On Monday, WeChat said in a statement that from March 1 it will begin charging users a fee of 0.1 percent for each transfer from the user's digital wallet to their personal bank accounts.
Cash transfers of up to 1,000 yuan ($150) will be free, but any transfer amount beyond that cumulative limit will incur a fee. The minimum charge for each transfer will be 0.1 yuan. Transferring money to friends or purchasing items with the app's digital wallet will remain free of charge.
WeChat said the move was not motivated by profit but as a means to cover mounting bank fees on transactions.
"WeChat has been covering the cost for users. With the growth of our business, costs have risen rapidly, making it difficult for us," it said in a statement.

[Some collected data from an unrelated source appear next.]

use models::errors::StorageError;
use sea_orm::DbErr;
use thiserror::Error;

/// Error taxonomy shared by repositories and coordinators.
///
/// Lower-level failures are wrapped, never replaced: `Context` keeps the
/// original error as its source, and [`ServiceError::kind`] looks through
/// every layer to the root classification.
#[derive(Debug, Error)]
pub enum ServiceError {
    #[error("{0}")]
    Validation(String),
    /// The referenced category could not be loaded (absent or lookup failed).
    #[error("invalid category: {0}")]
    InvalidCategory(#[source] Box<ServiceError>),
    #[error("{0}")]
    Conflict(String),
    #[error("{0}")]
    NotFound(String),
    #[error("database error: {0}")]
    Db(#[from] DbErr),
    #[error(transparent)]
    Storage(#[from] StorageError),
    #[error("{context}: {source}")]
    Context {
        context: &'static str,
        #[source]
        source: Box<ServiceError>,
    },
}

/// Root classification of a [`ServiceError`].
#[derive(Debug, Clone, Copy, PartialEq, Eq)]
pub enum ErrorKind {
    Validation,
    Conflict,
    NotFound,
    Storage,
}

impl ServiceError {
    pub fn not_found(entity: &str) -> Self { Self::NotFound(format!("{} not found", entity)) }

    pub fn validation(msg: impl Into<String>) -> Self { Self::Validation(msg.into()) }

    pub fn kind(&self) -> ErrorKind {
        match self {
            ServiceError::Validation(_) | ServiceError::InvalidCategory(_) => ErrorKind::Validation,
            ServiceError::Conflict(_) => ErrorKind::Conflict,
            ServiceError::NotFound(_) => ErrorKind::NotFound,
            ServiceError::Db(_) | ServiceError::Storage(_) => ErrorKind::Storage,
            ServiceError::Context { source, .. } => source.kind(),
        }
    }

    /// Stable numeric code for external mapping/logging
    pub fn code(&self) -> u16 {
        match self.kind() {
            ErrorKind::Validation => 1001,
            ErrorKind::Conflict => 1002,
            ErrorKind::NotFound => 1003,
            ErrorKind::Storage => 1200,
        }
    }

    /// True for failures caused by the caller's input rather than the backend.
    pub fn is_client_error(&self) -> bool {
        self.kind() != ErrorKind::Storage
    }
}

/// Attach an operation name to an error while keeping it as the source.
pub trait ErrorContext<T> {
    fn context(self, context: &'static str) -> Result<T, ServiceError>;
}

impl<T> ErrorContext<T> for Result<T, ServiceError> {
    fn context(self, context: &'static str) -> Result<T, ServiceError> {
        self.map_err(|source| ServiceError::Context { context, source: Box::new(source) })
    }
}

It is the first among China's major mobile payment service providers, including Alipay Wallet, to charge a fee for small cash transfers. One netizen, who calls himself We Ke, posted on his Weibo, the Chinese version of Twitter, that he will be using Alipay for money transfers to avoid paying WeChat's fee.
Though analysts said the fee will likely send users running, Li Chao, an analyst at iResearch Consulting Group, said that's an exaggeration because it will be difficult to change people's habits.
"They may lose a few users, but the mobile payment market, especially the offline market, is something WeChat cannot afford to lose," Li said.
Other analysts said they expected WeChat to impose the fee. Payments with its digital wallet have been increasingly accepted by bricks-and-mortar shops, such as cinemas and convenience stores, and WeChat wants more widespread use of the service, they said.
Ma Tao, an analyst at Analysys International, a Beijing-based Internet consultancy, said that since WeChat is charging a transfer fee, more users will be using WeChat Wallet to make payments.
"WeChat has grown into a whole package, combining social networking with a variety of finance-related functions, from making payments to buying financial products. Introducing charges will help WeChat's position in the mobile payment market," he said.
But that challenge is steep. Alipay, the online payment arm of Alibaba Group Holding Ltd, accounts for about 70 percent of China's trillions of yuan in mobile payments. WeChat runs a distant second at 19.2 percent.
Li said WeChat can challenge Alipay if its digital wallet service becomes more widely accepted by bricks-and-mortar businesses.
"The offline payment market is much bigger than the online payment market," he said.